Pero la unida y ejemplar familia de los Rusánov, su existencia ordenada, su piso impecable, todo se había alejado de él en el curso de unos cuantos días, se había quedado al otro lado del tumor. Ellos viven y seguirán viviendo, termine como termine el padre. Por mucho que se preocuparan, se inquietaran o lloraran, el tumor le aislaba como un muro, quedándose él solo en el lado opuesto.

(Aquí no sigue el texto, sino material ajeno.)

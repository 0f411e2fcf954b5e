//! The serialized keystroke path.
//!
//! A [`Meter`] owns the rate estimator and a handle to the shared counter. It
//! is driven from exactly one thread (the event loop) and turns every accepted
//! keystroke into a [`MeterReading`] for the display layer.

use crate::collector::types::KeystrokeEvent;
use crate::core::counter::SharedCounter;
use crate::core::estimator::{round_wpm, RateEstimator};
use std::time::{Duration, Instant};

/// What the display layer needs after each accepted keystroke.
#[derive(Debug, Clone, PartialEq)]
pub struct MeterReading {
    /// Raw WPM estimate
    pub wpm: f64,
    /// WPM rounded to the nearest integer
    pub rounded_wpm: u32,
    /// Lifetime keystroke count
    pub total_keystrokes: u64,
    /// Lifetime count with thousands separators, for tooltip text
    pub total_text: String,
    /// Whether `rounded_wpm` differs from the previous reading
    pub changed: bool,
}

impl MeterReading {
    /// Tooltip-style one-line summary.
    pub fn tooltip(&self) -> String {
        format!("{} WPM | {} keystrokes", self.rounded_wpm, self.total_text)
    }
}

/// Receives readings; rendering lives behind this trait.
pub trait DisplaySink {
    /// Called after every accepted keystroke.
    fn update(&mut self, reading: &MeterReading);
}

/// Estimator plus counter, updated in lockstep.
pub struct Meter {
    estimator: RateEstimator,
    counter: SharedCounter,
    last_rounded: u32,
}

impl Meter {
    /// Create a meter with the default window.
    pub fn new(counter: SharedCounter) -> Self {
        Self::with_estimator(RateEstimator::new(), counter)
    }

    /// Create a meter with a custom window length.
    pub fn with_window(window: Duration, counter: SharedCounter) -> Self {
        Self::with_estimator(RateEstimator::with_window(window), counter)
    }

    fn with_estimator(estimator: RateEstimator, counter: SharedCounter) -> Self {
        Self {
            estimator,
            counter,
            last_rounded: 0,
        }
    }

    /// Account for one accepted keystroke at `now`.
    pub fn record_keystroke(&mut self, now: Instant) -> MeterReading {
        let sample = self.estimator.ingest(now);
        self.counter.increment();

        let rounded = sample.rounded();
        let changed = rounded != self.last_rounded;
        self.last_rounded = rounded;

        let total = self.counter.snapshot();
        MeterReading {
            wpm: sample.wpm,
            rounded_wpm: rounded,
            total_keystrokes: total,
            total_text: format_thousands(total),
            changed,
        }
    }

    /// Account for a collected event, skipping excluded keys.
    pub fn handle_event(&mut self, event: &KeystrokeEvent) -> Option<MeterReading> {
        if !event.is_accepted() {
            return None;
        }
        Some(self.record_keystroke(event.timestamp))
    }

    /// Forget the rolling window. The counter is untouched.
    ///
    /// The last reported value is kept, so the first reading afterwards is
    /// flagged as changed if it differs from what the display still shows.
    pub fn reset_window(&mut self) {
        self.estimator.clear();
    }

    /// Last computed raw WPM.
    pub fn current_wpm(&self) -> f64 {
        self.estimator.current_wpm()
    }

    /// Last computed WPM, rounded.
    pub fn current_rounded_wpm(&self) -> u32 {
        round_wpm(self.estimator.current_wpm())
    }

    /// Shared counter handle.
    pub fn counter(&self) -> &SharedCounter {
        &self.counter
    }
}

/// Format `value` as a decimal string grouped by thousands, e.g. `1,234,567`.
pub fn format_thousands(value: u64) -> String {
    let digits = value.to_string();
    let mut out = String::with_capacity(digits.len() + digits.len() / 3);

    for (i, ch) in digits.chars().enumerate() {
        if i > 0 && (digits.len() - i) % 3 == 0 {
            out.push(',');
        }
        out.push(ch);
    }

    out
}
//! Periodic persistence of the keystroke counter.
//!
//! A single background thread persists the shared counter once per interval.
//! Ticks never overlap: a slow write just delays the next one. Stopping the
//! autosaver joins the thread and performs the final save on the caller's
//! thread.

use crate::core::counter::{CounterError, SharedCounter};
use crossbeam_channel::{bounded, select, tick, Sender};
use std::path::PathBuf;
use std::thread::{self, JoinHandle};
use std::time::Duration;

/// Default interval between saves.
pub const DEFAULT_AUTOSAVE_INTERVAL: Duration = Duration::from_secs(60);

/// Background saver for a [`SharedCounter`].
pub struct Autosaver {
    counter: SharedCounter,
    path: PathBuf,
    shutdown: Option<Sender<()>>,
    thread_handle: Option<JoinHandle<()>>,
}

impl Autosaver {
    /// Start saving `counter` to `path` every `interval`.
    pub fn start(counter: SharedCounter, path: PathBuf, interval: Duration) -> Self {
        let (shutdown_tx, shutdown_rx) = bounded::<()>(1);

        let thread_counter = counter.clone();
        let thread_path = path.clone();
        let handle = thread::spawn(move || {
            let ticker = tick(interval);
            loop {
                let stop = select! {
                    recv(ticker) -> _ => {
                        if let Err(e) = thread_counter.persist(&thread_path) {
                            tracing::warn!("Autosave failed, retrying next tick: {e}");
                        }
                        false
                    }
                    recv(shutdown_rx) -> _ => true,
                };
                if stop {
                    break;
                }
            }
        });

        tracing::debug!(interval_secs = interval.as_secs(), path = %path.display(), "autosave started");

        Self {
            counter,
            path,
            shutdown: Some(shutdown_tx),
            thread_handle: Some(handle),
        }
    }

    /// Path the counter is saved to.
    pub fn path(&self) -> &PathBuf {
        &self.path
    }

    /// Stop the timer and persist one last time.
    pub fn stop(&mut self) -> Result<(), CounterError> {
        self.halt();
        self.counter.persist(&self.path)
    }

    fn halt(&mut self) {
        // dropping the sender disconnects the channel and wakes the thread
        self.shutdown.take();
        if let Some(handle) = self.thread_handle.take() {
            let _ = handle.join();
        }
    }
}

impl Drop for Autosaver {
    fn drop(&mut self) {
        if self.thread_handle.is_some() {
            self.halt();
            if let Err(e) = self.counter.persist(&self.path) {
                tracing::warn!("Final save failed: {e}");
            }
        }
    }
}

Las meditaciones sobre su hogar no le aliviaron, y Pável Nikoláyevich trató de distraerse con los asuntos oficiales. El sábado se inauguraría la sesión del Soviet Supremo de la Unión. Por lo visto, no se esperaba nada importante, salvo la ratificación del presupuesto. Hoy, cuando salía de su casa hacia la clínica, comenzaban a emitir un extenso informe sobre la industria pesada. Y aquí, en la sala, no había ni una radio, ni tampoco en el pasillo. ¡Bonito asunto! Tendría que conseguir el Pravda con regularidad. Hoy han abordado el problema de la industria pesada, ayer promulgaron el decreto sobre el incremento de la producción de los derivados de la ganadería. Sí, la vida económica seguía un desarrollo pujante y parecían inminentes, sin duda, notables cambios en los diversos organismos estatales y económicos.

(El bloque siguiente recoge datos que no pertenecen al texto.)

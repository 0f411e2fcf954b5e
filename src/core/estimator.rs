//! Sliding-window typing speed estimation.
//!
//! Keystroke instants are kept in a time-bounded window (12 seconds by
//! default). The rate is measured over the span since the oldest retained
//! keystroke rather than over the full window, so the estimate reacts as soon
//! as a burst starts instead of waiting for the window to fill.

use std::collections::VecDeque;
use std::time::{Duration, Instant};

/// Default rolling window length.
pub const DEFAULT_WINDOW: Duration = Duration::from_secs(12);

/// Keystrokes per word, the usual typing-speed convention.
pub const KEYSTROKES_PER_WORD: f64 = 5.0;

/// Result of a single ingest.
#[derive(Debug, Clone, Copy, PartialEq)]
pub struct WpmSample {
    /// Raw words-per-minute estimate
    pub wpm: f64,
    /// Number of keystrokes currently in the window
    pub window_len: usize,
}

impl WpmSample {
    /// WPM rounded to the nearest whole word.
    pub fn rounded(&self) -> u32 {
        round_wpm(self.wpm)
    }
}

/// Round a raw WPM value to the nearest integer for display.
pub fn round_wpm(wpm: f64) -> u32 {
    if wpm.is_finite() && wpm > 0.0 {
        wpm.round() as u32
    } else {
        0
    }
}

/// Rolling-window WPM estimator.
///
/// Not internally synchronized: it must be driven from a single thread.
#[derive(Debug, Clone)]
pub struct RateEstimator {
    window: Duration,
    keystrokes: VecDeque<Instant>,
    last_wpm: f64,
}

impl RateEstimator {
    /// Create an estimator with the default 12 second window.
    pub fn new() -> Self {
        Self::with_window(DEFAULT_WINDOW)
    }

    /// Create an estimator with a custom window length.
    pub fn with_window(window: Duration) -> Self {
        Self {
            window,
            keystrokes: VecDeque::new(),
            last_wpm: 0.0,
        }
    }

    /// Record one keystroke at `now` and return the fresh estimate.
    ///
    /// `now` is always appended at the tail. Entries whose age relative to
    /// `now` is strictly greater than the window are evicted from the head.
    pub fn ingest(&mut self, now: Instant) -> WpmSample {
        self.keystrokes.push_back(now);

        while let Some(&oldest) = self.keystrokes.front() {
            // saturating: an out-of-order `now` earlier than `oldest` has age zero
            if now.saturating_duration_since(oldest) > self.window {
                self.keystrokes.pop_front();
            } else {
                break;
            }
        }

        self.last_wpm = self.compute(now);

        WpmSample {
            wpm: self.last_wpm,
            window_len: self.keystrokes.len(),
        }
    }

    /// Last computed estimate. Does not recompute.
    pub fn current_wpm(&self) -> f64 {
        self.last_wpm
    }

    /// Number of keystrokes currently retained.
    pub fn len(&self) -> usize {
        self.keystrokes.len()
    }

    /// Whether the window is empty.
    pub fn is_empty(&self) -> bool {
        self.keystrokes.is_empty()
    }

    /// Length of the rolling window.
    pub fn window(&self) -> Duration {
        self.window
    }

    /// Oldest retained keystroke, if any.
    pub fn oldest(&self) -> Option<Instant> {
        self.keystrokes.front().copied()
    }

    /// Drop all retained keystrokes, e.g. when collection is paused.
    pub fn clear(&mut self) {
        self.keystrokes.clear();
        self.last_wpm = 0.0;
    }

    fn compute(&self, now: Instant) -> f64 {
        if self.keystrokes.len() < 2 {
            return 0.0;
        }

        let Some(&first) = self.keystrokes.front() else {
            return 0.0;
        };

        let elapsed_minutes = now.saturating_duration_since(first).as_secs_f64() / 60.0;
        if elapsed_minutes <= 0.0 {
            return 0.0;
        }

        let words = self.keystrokes.len() as f64 / KEYSTROKES_PER_WORD;
        words / elapsed_minutes
    }
}

impl Default for RateEstimator {
    fn default() -> Self {
        Self::new()
    }
}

Pável Nikoláyevich trató de imaginar las reorganizaciones que podrían afectar a la república y a la provincia. Tales cambios siempre producían una excitación festiva, pues momentáneamente le apartaban un poco del trabajo cotidiano; los funcionarios se telefoneaban, se citaban y discutían las probabilidades. Y fuera cual fuere el derrotero de la reorganización —a veces, el contrario al supuesto—, nadie, incluido Pável Nikoláyevich, salió jamás perjudicado en su jerarquía. Al contrario, ascendían en sus cargos.

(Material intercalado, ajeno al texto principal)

//! Persistent lifetime keystroke counter.
//!
//! The counter lives in memory as an [`AtomicU64`] so the event loop can bump
//! it while the autosave thread reads it. On disk it is a single 8-byte
//! little-endian integer with no header. A missing record means zero.

use std::fs;
use std::io::{self, Read, Write};
use std::path::{Path, PathBuf};
use std::sync::atomic::{AtomicU64, Ordering};
use std::sync::Arc;
use tempfile::NamedTempFile;

/// Size of the on-disk record in bytes.
pub const RECORD_LEN: usize = 8;

/// Directory name under the per-user data directory.
pub const APP_DIR_NAME: &str = "WpmMeter";

/// File name of the counter record.
pub const RECORD_FILE_NAME: &str = "keystrokes.bin";

/// Errors from loading or persisting the counter record.
#[derive(Debug)]
pub enum CounterError {
    /// Could not determine the per-user data directory
    NoDataDir,
    /// The record exists but is not a valid 8-byte integer
    Corrupt { path: PathBuf, len: u64 },
    /// IO error reading or writing the record
    Io(io::Error),
}

impl std::fmt::Display for CounterError {
    fn fmt(&self, f: &mut std::fmt::Formatter<'_>) -> std::fmt::Result {
        match self {
            CounterError::NoDataDir => write!(f, "Could not determine data directory"),
            CounterError::Corrupt { path, len } => write!(
                f,
                "Corrupt counter record at {}: expected {RECORD_LEN} bytes, found {len}",
                path.display()
            ),
            CounterError::Io(e) => write!(f, "IO error: {e}"),
        }
    }
}

impl std::error::Error for CounterError {
    fn source(&self) -> Option<&(dyn std::error::Error + 'static)> {
        match self {
            CounterError::Io(e) => Some(e),
            _ => None,
        }
    }
}

impl From<io::Error> for CounterError {
    fn from(e: io::Error) -> Self {
        CounterError::Io(e)
    }
}

/// Default record location: `<data dir>/WpmMeter/keystrokes.bin`.
pub fn default_record_path() -> Result<PathBuf, CounterError> {
    let data_dir = dirs::data_dir().ok_or(CounterError::NoDataDir)?;
    Ok(data_dir.join(APP_DIR_NAME).join(RECORD_FILE_NAME))
}

/// Cumulative keystroke counter with load/persist against a byte record.
#[derive(Debug, Default)]
pub struct CounterStore {
    keystrokes: AtomicU64,
}

impl CounterStore {
    /// Create a counter starting at zero.
    pub fn new() -> Self {
        Self::default()
    }

    /// Create a counter starting at `value`.
    pub fn with_value(value: u64) -> Self {
        Self {
            keystrokes: AtomicU64::new(value),
        }
    }

    /// Record one accepted keystroke.
    pub fn increment(&self) {
        self.keystrokes.fetch_add(1, Ordering::Relaxed);
    }

    /// Current value.
    pub fn snapshot(&self) -> u64 {
        self.keystrokes.load(Ordering::Relaxed)
    }

    /// Write the current value to `path`.
    ///
    /// The record is written to a temporary file next to `path` and renamed
    /// over it, so readers see either the previous record or the new one.
    pub fn persist(&self, path: &Path) -> Result<(), CounterError> {
        let value = self.snapshot();
        write_record(path, value)?;
        tracing::debug!(keystrokes = value, path = %path.display(), "persisted counter");
        Ok(())
    }

    /// Replace the in-memory value with the record at `path`.
    ///
    /// Returns 0 without error when no record exists.
    pub fn load(&self, path: &Path) -> Result<u64, CounterError> {
        let value = read_record(path)?;
        self.keystrokes.store(value, Ordering::Relaxed);
        tracing::debug!(keystrokes = value, path = %path.display(), "loaded counter");
        Ok(value)
    }
}

/// Thread-safe shared counter.
pub type SharedCounter = Arc<CounterStore>;

/// Create a new shared counter starting at zero.
pub fn create_shared_counter() -> SharedCounter {
    Arc::new(CounterStore::new())
}

/// Read a record without touching any counter.
///
/// The length is checked before anything is read, so a stray large file is
/// rejected without being buffered.
pub fn read_record(path: &Path) -> Result<u64, CounterError> {
    let mut file = match fs::File::open(path) {
        Ok(file) => file,
        Err(e) if e.kind() == io::ErrorKind::NotFound => return Ok(0),
        Err(e) => return Err(CounterError::Io(e)),
    };

    let len = file.metadata()?.len();
    if len != RECORD_LEN as u64 {
        return Err(CounterError::Corrupt {
            path: path.to_path_buf(),
            len,
        });
    }

    let mut record = [0u8; RECORD_LEN];
    file.read_exact(&mut record)?;
    Ok(u64::from_le_bytes(record))
}

fn write_record(path: &Path, value: u64) -> Result<(), CounterError> {
    let parent = match path.parent() {
        Some(parent) if !parent.as_os_str().is_empty() => parent,
        _ => Path::new("."),
    };
    fs::create_dir_all(parent)?;

    let mut tmp = NamedTempFile::new_in(parent)?;
    tmp.write_all(&value.to_le_bytes())?;
    tmp.as_file().sync_all()?;
    tmp.persist(path).map_err(|e| CounterError::Io(e.error))?;
    Ok(())
}

#[cfg(test)]
mod tests {
    use super::*;
    use std::sync::Barrier;
    use std::thread;
    use tempfile::tempdir;

    #[test]
    fn test_increment_and_snapshot() {
        let counter = CounterStore::new();
        assert_eq!(counter.snapshot(), 0);

        counter.increment();
        counter.increment();
        assert_eq!(counter.snapshot(), 2);
        // snapshot does not mutate
        assert_eq!(counter.snapshot(), 2);
    }

    #[test]
    fn test_concurrent_callers_each_increment_once() {
        for n in [1usize, 100] {
            let counter = create_shared_counter();
            let barrier = Arc::new(Barrier::new(n));

            let handles: Vec<_> = (0..n)
                .map(|_| {
                    let counter = counter.clone();
                    let barrier = barrier.clone();
                    thread::spawn(move || {
                        barrier.wait();
                        counter.increment();
                    })
                })
                .collect();

            for handle in handles {
                handle.join().unwrap();
            }

            assert_eq!(counter.snapshot(), n as u64);
        }
    }

    #[test]
    fn test_many_increments_across_threads() {
        let n = 10_000usize;
        let threads = 8;
        let counter = create_shared_counter();

        let handles: Vec<_> = (0..threads)
            .map(|t| {
                let counter = counter.clone();
                thread::spawn(move || {
                    for i in 0..n {
                        if i % threads == t {
                            counter.increment();
                        }
                    }
                })
            })
            .collect();

        for handle in handles {
            handle.join().unwrap();
        }

        assert_eq!(counter.snapshot(), n as u64);
    }

    #[test]
    fn test_persist_load_roundtrip() {
        let dir = tempdir().unwrap();
        let path = dir.path().join(RECORD_FILE_NAME);

        for value in [0u64, 1, 1_234_567, u32::MAX as u64 + 1, u64::MAX] {
            CounterStore::with_value(value).persist(&path).unwrap();

            let restored = CounterStore::new();
            assert_eq!(restored.load(&path).unwrap(), value);
            assert_eq!(restored.snapshot(), value);
        }
    }

    #[test]
    fn test_record_is_little_endian() {
        let dir = tempdir().unwrap();
        let path = dir.path().join(RECORD_FILE_NAME);

        CounterStore::with_value(0x0102_0304_0506_0708)
            .persist(&path)
            .unwrap();

        let bytes = fs::read(&path).unwrap();
        assert_eq!(bytes, vec![0x08, 0x07, 0x06, 0x05, 0x04, 0x03, 0x02, 0x01]);
    }

    #[test]
    fn test_persist_creates_parent_dirs() {
        let dir = tempdir().unwrap();
        let path = dir.path().join("nested").join(APP_DIR_NAME).join(RECORD_FILE_NAME);

        CounterStore::with_value(42).persist(&path).unwrap();
        assert_eq!(read_record(&path).unwrap(), 42);
    }

    #[test]
    fn test_persist_replaces_previous_record() {
        let dir = tempdir().unwrap();
        let path = dir.path().join(RECORD_FILE_NAME);

        CounterStore::with_value(7).persist(&path).unwrap();
        CounterStore::with_value(9).persist(&path).unwrap();

        assert_eq!(fs::read(&path).unwrap().len(), RECORD_LEN);
        assert_eq!(read_record(&path).unwrap(), 9);
        // no stray temp files left behind
        assert_eq!(fs::read_dir(dir.path()).unwrap().count(), 1);
    }

    #[test]
    fn test_load_missing_is_zero() {
        let dir = tempdir().unwrap();
        let counter = CounterStore::with_value(5);

        let value = counter.load(&dir.path().join("missing.bin")).unwrap();
        assert_eq!(value, 0);
        assert_eq!(counter.snapshot(), 0);
    }

    #[test]
    fn test_load_short_record_is_corrupt() {
        let dir = tempdir().unwrap();
        let path = dir.path().join(RECORD_FILE_NAME);
        fs::write(&path, [1u8, 2, 3]).unwrap();

        let counter = CounterStore::with_value(5);
        let err = counter.load(&path).unwrap_err();

        assert!(matches!(err, CounterError::Corrupt { len: 3, .. }));
        // a failed load leaves the in-memory value alone
        assert_eq!(counter.snapshot(), 5);
    }

    #[test]
    fn test_load_empty_record_is_corrupt() {
        let dir = tempdir().unwrap();
        let path = dir.path().join(RECORD_FILE_NAME);
        fs::write(&path, b"").unwrap();

        assert!(matches!(
            read_record(&path),
            Err(CounterError::Corrupt { len: 0, .. })
        ));
    }

    #[test]
    fn test_load_oversized_record_is_corrupt() {
        let dir = tempdir().unwrap();
        let path = dir.path().join(RECORD_FILE_NAME);
        fs::write(&path, [0u8; 12]).unwrap();

        assert!(matches!(
            read_record(&path),
            Err(CounterError::Corrupt { len: 12, .. })
        ));
    }

    #[test]
    fn test_large_record_rejected_by_length() {
        let dir = tempdir().unwrap();
        let path = dir.path().join(RECORD_FILE_NAME);
        let len = 1u64 << 30;
        // sparse, so the test itself stays cheap
        fs::File::create(&path).unwrap().set_len(len).unwrap();

        match read_record(&path) {
            Err(CounterError::Corrupt { len: found, .. }) => assert_eq!(found, len),
            other => panic!("expected corrupt record, got {other:?}"),
        }
    }

    #[test]
    fn test_error_display() {
        let err = CounterError::NoDataDir;
        assert_eq!(err.to_string(), "Could not determine data directory");

        let err = CounterError::Corrupt {
            path: PathBuf::from("keystrokes.bin"),
            len: 3,
        };
        assert!(err.to_string().contains("expected 8 bytes, found 3"));
    }

    #[test]
    fn test_default_record_path() {
        if let Ok(path) = default_record_path() {
            assert!(path.ends_with(Path::new(APP_DIR_NAME).join(RECORD_FILE_NAME)));
        }
    }
}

Pero estas reflexiones tampoco lograron distraerle o animarle. Sentía punzadas bajo el cuello; y el tumor, sordo e indiferente, se removía aislándole del mundo entero. Y de nuevo el presupuesto, la industria pesada, la ganadería y la reorganización, todo, se quedó al otro lado del tumor. A este lado, Pável Nikoláyevich. Solo.

En la sala sonó una agradable vocecilla femenina. Y aunque hoy nada podía serle grato a Pável Nikoláyevich, la vocecilla le resultó sencillamente deliciosa.

—¡Veamos la temperatura! —dijo, como si prometiera repartir caramelos.

Rusánov retiró la toalla del rostro, se incorporó un poco y se caló los lentes. ¡Qué dicha! No era la deprimida y negruzca Maria, sino una joven de constitución robusta que no llevaba sobre sus dorados cabellos el pañuelo de pico, sino un gorrito como el de los doctores.

—¡Azovkin! ¡Eh, Azovkin! —gritó alegremente, deteniéndose ante la cama del chico próximo a la ventana.

Este yacía en una postura aún más extraña que la de antes. Atravesado en la cama, boca abajo, apoyando el vientre sobre una almohada, la barbilla descansando en el colchón y con la cabeza como suelen mantenerla los perros, miraba a través de los barrotes de la cama, dando la impresión de estar en una jaula. Por su delgado rostro vagaban las sombras de sus dolores internos. Un brazo le pendía hasta el suelo.

—¡A ver, incorpórese! Tiene fuerzas para hacerlo —le amonestó la enfermera—. Tome usted mismo el termómetro.

Alzó un poco la mano del suelo, como si extrajera un cubo de agua del pozo, y cogió el termómetro. Estaba tan exhausto y tan sumido en su sufrimiento que era imposible creer que tuviera sólo diecisiete años.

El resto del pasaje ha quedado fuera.